Letters to the Editor: Why California was so lucky to have Jerry Brown before the coronavius outbreak

Jerry Brown
Then-Gov. Jerry Brown speaks during an interview in Sacramento on Dec. 18, 2018. (Rich Pedroncelli / Associated Press)

To the editor: The fact that the state is in relatively good financial health at the start of the coronavirus crisis, allowing Gov. Gavin Newsom to respond to it forcefully, is thanks to Jerry Brown, who in his last budget gifted California with an $8.9-billion surplus.

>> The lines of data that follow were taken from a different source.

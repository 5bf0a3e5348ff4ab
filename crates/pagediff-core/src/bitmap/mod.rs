//! Bitmap - The RGBA raster container
//!
//! The `Bitmap` structure is the page image exchanged between the
//! rasterization collaborator, the comparator and the codec crate.
//!
//! # Pixel layout
//!
//! - Image data is stored as bytes, 4 per pixel, in `[R, G, B, A]` order
//! - Rows are stored top-to-bottom with no padding
//! - The buffer length is always exactly `width * height * 4`
//!
//! # Ownership model
//!
//! `Bitmap` uses `Arc` for cheap cloning (shared ownership), so a diff
//! bitmap can be handed to the caller and kept around without copying.
//! To modify pixel data, copy into a `BitmapMut` with [`Bitmap::to_mut`]
//! or start from [`BitmapMut::new`], then convert back with `Into<Bitmap>`.

mod access;
mod scale;

use crate::color::BYTES_PER_PIXEL;
use crate::error::{Error, Result};
use std::sync::Arc;

/// Image container format
#[derive(Debug, Clone, Copy, PartialEq, Eq, Hash, Default)]
pub enum ImageFormat {
    /// Unknown format
    #[default]
    Unknown,
    /// PNG format
    Png,
    /// TIFF format (possibly multi-page)
    Tiff,
}

impl ImageFormat {
    /// Get the file extension for this format.
    pub fn extension(self) -> &'static str {
        match self {
            Self::Unknown => "dat",
            Self::Png => "png",
            Self::Tiff => "tif",
        }
    }
}

/// Internal bitmap data
#[derive(Debug, PartialEq, Eq)]
struct BitmapData {
    /// Width in pixels
    width: u32,
    /// Height in pixels
    height: u32,
    /// RGBA bytes, row-major
    data: Vec<u8>,
}

impl BitmapData {
    fn zeroed(width: u32, height: u32) -> Result<Self> {
        let len = Self::byte_len(width, height)?;
        Ok(BitmapData {
            width,
            height,
            data: vec![0u8; len],
        })
    }

    /// Compute the buffer length for the given dimensions.
    ///
    /// Uses checked arithmetic so oversized pages are rejected instead of
    /// wrapping.
    fn byte_len(width: u32, height: u32) -> Result<usize> {
        if width == 0 || height == 0 {
            return Err(Error::InvalidDimension { width, height });
        }
        (width as usize)
            .checked_mul(height as usize)
            .and_then(|n| n.checked_mul(BYTES_PER_PIXEL))
            .ok_or(Error::InvalidDimension { width, height })
    }
}

/// Bitmap - RGBA page image
///
/// # Examples
///
/// ```
/// use pagediff_core::Bitmap;
///
/// let bitmap = Bitmap::new(640, 480).unwrap();
/// assert_eq!(bitmap.width(), 640);
/// assert_eq!(bitmap.height(), 480);
/// assert_eq!(bitmap.data().len(), 640 * 480 * 4);
/// ```
#[derive(Debug, Clone, PartialEq, Eq)]
pub struct Bitmap {
    inner: Arc<BitmapData>,
}

impl Bitmap {
    /// Create a new fully transparent bitmap.
    ///
    /// # Errors
    ///
    /// Returns [`Error::InvalidDimension`] if width or height is 0.
    pub fn new(width: u32, height: u32) -> Result<Self> {
        Ok(BitmapMut::new(width, height)?.into())
    }

    /// Create a bitmap with every pixel set to `rgba`.
    pub fn new_filled(width: u32, height: u32, rgba: [u8; 4]) -> Result<Self> {
        let mut bm = BitmapMut::new(width, height)?;
        bm.fill(rgba);
        Ok(bm.into())
    }

    /// Wrap an existing RGBA buffer.
    ///
    /// # Errors
    ///
    /// Returns [`Error::InvalidDimension`] for a zero dimension and
    /// [`Error::BufferSize`] if `data.len() != width * height * 4`.
    pub fn from_rgba(width: u32, height: u32, data: Vec<u8>) -> Result<Self> {
        let expected = BitmapData::byte_len(width, height)?;
        if data.len() != expected {
            return Err(Error::BufferSize {
                expected,
                actual: data.len(),
            });
        }
        Ok(Bitmap {
            inner: Arc::new(BitmapData {
                width,
                height,
                data,
            }),
        })
    }

    /// Get the bitmap width in pixels.
    #[inline]
    pub fn width(&self) -> u32 {
        self.inner.width
    }

    /// Get the bitmap height in pixels.
    #[inline]
    pub fn height(&self) -> u32 {
        self.inner.height
    }

    /// Get `(width, height)`.
    #[inline]
    pub fn dimensions(&self) -> (u32, u32) {
        (self.inner.width, self.inner.height)
    }

    /// Get raw access to the RGBA bytes.
    #[inline]
    pub fn data(&self) -> &[u8] {
        &self.inner.data
    }

    /// Get the bytes of row `y`.
    ///
    /// # Panics
    ///
    /// Panics if `y >= height`.
    #[inline]
    pub fn row_data(&self, y: u32) -> &[u8] {
        let stride = self.stride();
        let start = y as usize * stride;
        &self.inner.data[start..start + stride]
    }

    /// Bytes per row.
    #[inline]
    pub fn stride(&self) -> usize {
        self.inner.width as usize * BYTES_PER_PIXEL
    }

    /// Check if two bitmaps have the same width and height.
    pub fn sizes_equal(&self, other: &Bitmap) -> bool {
        self.dimensions() == other.dimensions()
    }

    /// Create a mutable copy of this bitmap.
    pub fn to_mut(&self) -> BitmapMut {
        BitmapMut {
            inner: BitmapData {
                width: self.inner.width,
                height: self.inner.height,
                data: self.inner.data.clone(),
            },
        }
    }
}

/// Mutable bitmap
///
/// Allows modification of pixel data. Convert back to an immutable
/// [`Bitmap`] using `Into<Bitmap>`.
#[derive(Debug)]
pub struct BitmapMut {
    inner: BitmapData,
}

impl BitmapMut {
    /// Create a new fully transparent mutable bitmap.
    ///
    /// The whole `width * height * 4` buffer is allocated up front.
    pub fn new(width: u32, height: u32) -> Result<Self> {
        Ok(BitmapMut {
            inner: BitmapData::zeroed(width, height)?,
        })
    }

    /// Get the bitmap width.
    #[inline]
    pub fn width(&self) -> u32 {
        self.inner.width
    }

    /// Get the bitmap height.
    #[inline]
    pub fn height(&self) -> u32 {
        self.inner.height
    }

    /// Bytes per row.
    #[inline]
    pub fn stride(&self) -> usize {
        self.inner.width as usize * BYTES_PER_PIXEL
    }

    /// Get raw access to the RGBA bytes.
    #[inline]
    pub fn data(&self) -> &[u8] {
        &self.inner.data
    }

    /// Get mutable access to the RGBA bytes.
    #[inline]
    pub fn data_mut(&mut self) -> &mut [u8] {
        &mut self.inner.data
    }

    /// Set every pixel to `rgba`.
    pub fn fill(&mut self, rgba: [u8; 4]) {
        for px in self.inner.data.chunks_exact_mut(BYTES_PER_PIXEL) {
            px.copy_from_slice(&rgba);
        }
    }
}

impl From<BitmapMut> for Bitmap {
    fn from(bm: BitmapMut) -> Self {
        Bitmap {
            inner: Arc::new(bm.inner),
        }
    }
}

#[cfg(test)]
mod tests {
    use super::*;

    #[test]
    fn test_bitmap_creation() {
        let bm = Bitmap::new(100, 200).unwrap();
        assert_eq!(bm.width(), 100);
        assert_eq!(bm.height(), 200);
        assert_eq!(bm.stride(), 400);
        assert_eq!(bm.data().len(), 100 * 200 * 4);
        assert!(bm.data().iter().all(|&b| b == 0));
    }

    #[test]
    fn test_bitmap_creation_invalid() {
        assert!(matches!(
            Bitmap::new(0, 100),
            Err(Error::InvalidDimension { .. })
        ));
        assert!(Bitmap::new(100, 0).is_err());
    }

    #[test]
    fn test_from_rgba_checks_length() {
        assert!(Bitmap::from_rgba(2, 2, vec![0; 16]).is_ok());
        match Bitmap::from_rgba(2, 2, vec![0; 15]) {
            Err(Error::BufferSize { expected, actual }) => {
                assert_eq!(expected, 16);
                assert_eq!(actual, 15);
            }
            other => panic!("unexpected result: {other:?}"),
        }
    }

    #[test]
    fn test_new_filled() {
        let bm = Bitmap::new_filled(3, 2, [1, 2, 3, 4]).unwrap();
        for px in bm.data().chunks_exact(4) {
            assert_eq!(px, [1, 2, 3, 4]);
        }
    }

    #[test]
    fn test_bitmap_clone_shares_data() {
        let bm1 = Bitmap::new(10, 10).unwrap();
        let bm2 = bm1.clone();
        assert_eq!(bm1.data().as_ptr(), bm2.data().as_ptr());
    }

    #[test]
    fn test_to_mut_copies() {
        let bm = Bitmap::new_filled(2, 2, [5, 5, 5, 255]).unwrap();
        let mut copy = bm.to_mut();
        copy.fill([0, 0, 0, 0]);
        assert_eq!(&bm.data()[..4], &[5, 5, 5, 255]);
        assert_eq!(&copy.data()[..4], &[0, 0, 0, 0]);
    }

    #[test]
    fn test_row_data() {
        let mut data = vec![0u8; 2 * 3 * 4];
        data[8..16].fill(7);
        let bm = Bitmap::from_rgba(2, 3, data).unwrap();
        assert!(bm.row_data(0).iter().all(|&b| b == 0));
        assert!(bm.row_data(1).iter().all(|&b| b == 7));
        assert_eq!(bm.row_data(1).len(), 8);
    }

    #[test]
    fn test_format_extension() {
        assert_eq!(ImageFormat::Png.extension(), "png");
        assert_eq!(ImageFormat::Tiff.extension(), "tif");
    }
}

During his first two terms as governor in the 1970s and '80s, Brown warned that the state needed to save money for a rainy day. He was roundly criticized by Republicans, who claimed that it wasn't his money, it was taxpayer money. The resulting line of Republican governors (along with Democrat Gray Davis) then proceeded to run deep deficits, something that wasn't eliminated until Brown's third and fourth terms.

Those of us of a certain age remember a time when the GOP was the party of fiscal responsibility, something that changed with the deficit spending of Ronald Reagan.

Was "Gov. Moonbeam" a visionary liberal? Without question. But he was also a fiscally responsible liberal, the result of which is a state that today faces this unprecedented threat with its fiscal house in order. Would that President Trump could say the same.